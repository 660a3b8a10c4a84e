//! Shell command validator.
//!
//! Runs the project's own tooling (`npm test`, `npm run build`, Playwright)
//! in the generated project directory and turns exit codes into verdicts.

use std::path::Path;
use std::process::Stdio;
use std::time::Duration;

use async_trait::async_trait;
use chrono::Utc;
use tokio::process::Command;
use tracing::{debug, error, info, warn};

use crate::config::ValidatorConfig;
use crate::error::{RunnerError, RunnerResult};
use crate::validator::{ExecutionResult, ValidationTarget, Validator, ValidatorKind, Verdict};

/// Validator that shells out to configured commands.
#[derive(Debug, Clone, Default)]
pub struct CommandValidator {
    config: ValidatorConfig,
}

impl CommandValidator {
    pub fn new(config: ValidatorConfig) -> Self {
        Self { config }
    }

    pub fn config(&self) -> &ValidatorConfig {
        &self.config
    }

    /// Run a shell command line in `cwd` with a timeout in seconds (0 = none).
    pub async fn execute(
        &self,
        command_line: &str,
        cwd: &Path,
        timeout_secs: u64,
    ) -> RunnerResult<ExecutionResult> {
        debug!("Command: {} (in {:?})", command_line, cwd);

        let mut cmd = shell(command_line);
        cmd.current_dir(cwd)
            .envs(&self.config.env)
            .stdin(Stdio::null())
            .stdout(Stdio::piped())
            .stderr(Stdio::piped())
            .kill_on_drop(true);

        let child = cmd.spawn().map_err(|source| RunnerError::SpawnFailed {
            command: command_line.to_string(),
            source,
        })?;

        let started_at = Utc::now();
        let output = if timeout_secs > 0 {
            match tokio::time::timeout(Duration::from_secs(timeout_secs), child.wait_with_output())
                .await
            {
                Ok(output) => output?,
                Err(_) => {
                    return Err(RunnerError::Timeout {
                        command: command_line.to_string(),
                        seconds: timeout_secs,
                    })
                }
            }
        } else {
            child.wait_with_output().await?
        };
        let finished_at = Utc::now();
        let duration_ms = (finished_at - started_at).num_milliseconds().max(0) as u64;

        let exit_code = output.status.code().unwrap_or(-1);
        if exit_code == 0 {
            info!("Command completed successfully in {}ms", duration_ms);
        } else {
            error!(
                "Command failed with exit code {} after {}ms",
                exit_code, duration_ms
            );
        }

        Ok(ExecutionResult {
            command: command_line.to_string(),
            exit_code,
            stdout: String::from_utf8_lossy(&output.stdout).into_owned(),
            stderr: String::from_utf8_lossy(&output.stderr).into_owned(),
            started_at,
            finished_at,
            duration_ms,
        })
    }
}

#[async_trait]
impl Validator for CommandValidator {
    async fn validate(&self, target: &ValidationTarget, kind: ValidatorKind) -> Verdict {
        let Some(template) = self.config.command_for(kind) else {
            debug!("No command configured for {}, skipping", kind);
            return Verdict::skipped(kind);
        };

        let command_line = ValidatorConfig::render(template, target.test_file.as_deref());
        info!(
            kind = %kind,
            unit = target.unit.as_deref().unwrap_or("project"),
            "Running validator: {}",
            command_line
        );

        match self
            .execute(&command_line, &target.root, self.config.timeouts.for_kind(kind))
            .await
        {
            Ok(result) => Verdict {
                passed: result.success(),
                log: result.combined_output(),
            },
            Err(e) => {
                warn!(kind = %kind, "Validator crashed: {}", e);
                Verdict::fail(format!("{} validator crashed: {}", kind, e))
            }
        }
    }

    async fn prepare(&self, root: &Path) -> RunnerResult<()> {
        let Some(command_line) = self.config.prepare_command() else {
            return Ok(());
        };

        info!("Installing project dependencies: {}", command_line);
        let result = self
            .execute(command_line, root, self.config.timeouts.prepare)
            .await?;
        if result.success() {
            Ok(())
        } else {
            Err(RunnerError::ExecutionFailed(format!(
                "'{}' exited with code {}: {}",
                command_line,
                result.exit_code,
                result.stderr.lines().last().unwrap_or("Unknown error")
            )))
        }
    }
}

#[cfg(unix)]
fn shell(command_line: &str) -> Command {
    let mut cmd = Command::new("sh");
    cmd.arg("-c").arg(command_line);
    cmd
}

#[cfg(windows)]
fn shell(command_line: &str) -> Command {
    let mut cmd = Command::new("cmd");
    cmd.arg("/C").arg(command_line);
    cmd
}

#[cfg(all(test, unix))]
mod tests {
    use super::*;
    use tempfile::TempDir;

    fn validator(kind: ValidatorKind, command: &str) -> CommandValidator {
        CommandValidator::new(ValidatorConfig::empty().with_command(kind, command))
    }

    #[tokio::test]
    async fn test_passing_command() {
        let temp = TempDir::new().unwrap();
        let v = validator(ValidatorKind::Build, "echo compiled");
        let verdict = v
            .validate(&ValidationTarget::project(temp.path()), ValidatorKind::Build)
            .await;
        assert!(verdict.passed);
        assert!(verdict.log.contains("compiled"));
    }

    #[tokio::test]
    async fn test_failing_command_captures_stderr() {
        let temp = TempDir::new().unwrap();
        let v = validator(ValidatorKind::Build, "echo 'Error: boom' >&2; exit 2");
        let verdict = v
            .validate(&ValidationTarget::project(temp.path()), ValidatorKind::Build)
            .await;
        assert!(!verdict.passed);
        assert!(verdict.log.contains("Error: boom"));
    }

    #[tokio::test]
    async fn test_timeout_is_a_failure() {
        let temp = TempDir::new().unwrap();
        let config = ValidatorConfig::empty()
            .with_command(ValidatorKind::EndToEnd, "sleep 5")
            .with_timeout(ValidatorKind::EndToEnd, 1);
        let verdict = CommandValidator::new(config)
            .validate(&ValidationTarget::project(temp.path()), ValidatorKind::EndToEnd)
            .await;
        assert!(!verdict.passed);
        assert!(verdict.log.contains("timed out"));
    }

    #[tokio::test]
    async fn test_missing_command_is_skipped() {
        let temp = TempDir::new().unwrap();
        let verdict = CommandValidator::new(ValidatorConfig::empty())
            .validate(
                &ValidationTarget::project(temp.path()),
                ValidatorKind::PerformanceAccessibility,
            )
            .await;
        assert!(verdict.passed);
        assert!(verdict.log.contains("skipped"));
    }

    #[tokio::test]
    async fn test_test_file_placeholder() {
        let temp = TempDir::new().unwrap();
        let v = validator(ValidatorKind::UnitTest, "echo running {test_file}");
        let target = ValidationTarget::unit(temp.path(), "component:Hero")
            .with_test_file("src/components/Hero.test.tsx");
        let verdict = v.validate(&target, ValidatorKind::UnitTest).await;
        assert!(verdict.passed);
        assert!(verdict.log.contains("running src/components/Hero.test.tsx"));
    }

    #[tokio::test]
    async fn test_prepare_failure_is_reported() {
        let temp = TempDir::new().unwrap();
        let v = CommandValidator::new(ValidatorConfig::empty().with_prepare("exit 1"));
        assert!(v.prepare(temp.path()).await.is_err());
    }
}
//! Fingerprint command - Print the signature of an error log.

use std::path::PathBuf;

use anyhow::{Context, Result};
use clap::Args;
use serde_json::json;

use sitefab_kb::Fingerprint;

#[derive(Args)]
pub struct FingerprintArgs {
    /// File containing the error log
    log: PathBuf,

    /// Print as JSON
    #[arg(long)]
    json: bool,
}

pub async fn execute(args: FingerprintArgs) -> Result<()> {
    let log = std::fs::read_to_string(&args.log)
        .with_context(|| format!("Failed to read log {:?}", args.log))?;

    let signature = Fingerprint::compute(&log);
    let summary = Fingerprint::summary(&log);

    if args.json {
        let output = json!({
            "signature": signature,
            "category": signature.category(),
            "summary": summary,
        });
        println!("{}", serde_json::to_string_pretty(&output)?);
    } else {
        println!("{}", signature);
        if let Some(summary) = summary {
            println!("   {}", summary);
        }
    }
    Ok(())
}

Task item :: Please retype exactly, and only, the lines starting at the one that contains "pub async fn execute(args: FingerprintArgs)" and ending with the last line of the material.

Answer space ::
pub async fn execute(args: FingerprintArgs) -> Result<()> {
    let log = std::fs::read_to_string(&args.log)
        .with_context(|| format!("Failed to read log {:?}", args.log))?;

    let signature = Fingerprint::compute(&log);
    let summary = Fingerprint::summary(&log);

    if args.json {
        let output = json!({
            "signature": signature,
            "category": signature.category(),
            "summary": summary,
        });
        println!("{}", serde_json::to_string_pretty(&output)?);
    } else {
        println!("{}", signature);
        if let Some(summary) = summary {
            println!("   {}", summary);
        }
    }
    Ok(())
}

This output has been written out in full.